For Wilber, there are three complexes that need to be negotiated on the path to spiritual growth. Outlined below are very basic notes on what he has had to say.

1) Oedipal Complex

This is the body to mind transition. This is the separation from the pleasure principal. Active addictions can live here when we are caught up in the challenges in making a smooth transition from one level of consciousness to another.

2) Apollo Complex

This is rooted in the transition from ego identity to soul identity. St John of the Cross wrote about this in Dark Night of the Mind. This is the emergence of a new sense of self.

3) Visnew Complex

We let go of any sense of self. We surrender to spirit as was chronicled in  St John of the Cross’s The Dark Night of the Soul. The process entails moving from duality to unity consciousness when we become self realised.
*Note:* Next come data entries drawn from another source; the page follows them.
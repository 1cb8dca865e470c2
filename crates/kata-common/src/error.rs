//! Error types for kata.
//!
//! Structural edits in the editor core never fail (invalid requests are
//! no-ops), so errors only show up where data crosses a boundary: payloads
//! coming back from the problem repository, files read by the CLI.

use miette::Diagnostic;

use crate::problem::SectionId;

/// Main error type for kata operations
#[derive(thiserror::Error, Debug, Diagnostic)]
pub enum KataError {
    /// Payload violates a structural invariant
    #[error(transparent)]
    #[diagnostic(transparent)]
    Payload(#[from] PayloadError),

    /// Payload is not valid JSON or does not match the schema
    #[error("invalid problem payload: {0}")]
    #[diagnostic(code(kata::payload::json))]
    Json(#[from] serde_json::Error),

    /// IO error
    #[error(transparent)]
    #[diagnostic(code(kata::io))]
    Io(#[from] std::io::Error),

    /// Configuration could not be read
    #[error("invalid configuration: {0}")]
    #[diagnostic(code(kata::config))]
    Config(String),
}

/// A payload that cannot be turned back into an editable problem.
#[derive(thiserror::Error, Debug, Diagnostic, Clone, PartialEq, Eq)]
#[non_exhaustive]
pub enum PayloadError {
    #[error("problem has no statement section")]
    #[diagnostic(
        code(kata::payload::missing_statement),
        help("every problem needs at least one statement section")
    )]
    MissingStatement,

    #[error("problem has {count} hint sections, at most one is allowed")]
    #[diagnostic(code(kata::payload::duplicate_hints))]
    DuplicateHints { count: usize },

    #[error("hint section `{id}` is at position {position} but must be last of {len}")]
    #[diagnostic(code(kata::payload::hints_not_last))]
    HintsNotLast {
        id: SectionId,
        position: usize,
        len: usize,
    },

    #[error("section `{id}` has no items")]
    #[diagnostic(
        code(kata::payload::empty_section),
        help("list sections keep at least one item; remove the section instead")
    )]
    EmptySection { id: SectionId },

    #[error("section id `{id}` is used more than once")]
    #[diagnostic(code(kata::payload::duplicate_id))]
    DuplicateId { id: SectionId },

    #[error("section id `{id}` leaves no room for new sections")]
    #[diagnostic(
        code(kata::payload::id_out_of_range),
        help("renumber the sections with smaller `sec-{{n}}` ids")
    )]
    IdOutOfRange { id: SectionId },
}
For Wilber there are three stages of development.

1 Pre personal

This is the primitive (unconscious) stage, before we know who we are.

2 Personal

There is a sense of self.  We work through our own personal material to get a better idea of our real nature.  We are not just an extension of our parents but we begin to have our own sense of being.

3 Transpersonal

We go beyond the limited sense of being and we start to get experience of connection.

For Wilber there is the risk of the Pre trans fallacy:  This is where someone wanting to save the planet does not look after themselves. Perhaps there are unresolved issues in early life and rather than transforming these there is instead a focus on saving the world. There is also a risk of spiritual by-pass if you fail to adequately deal with your messy personal material.  You need to have developed a healthy ego in order to be able to  transcend it.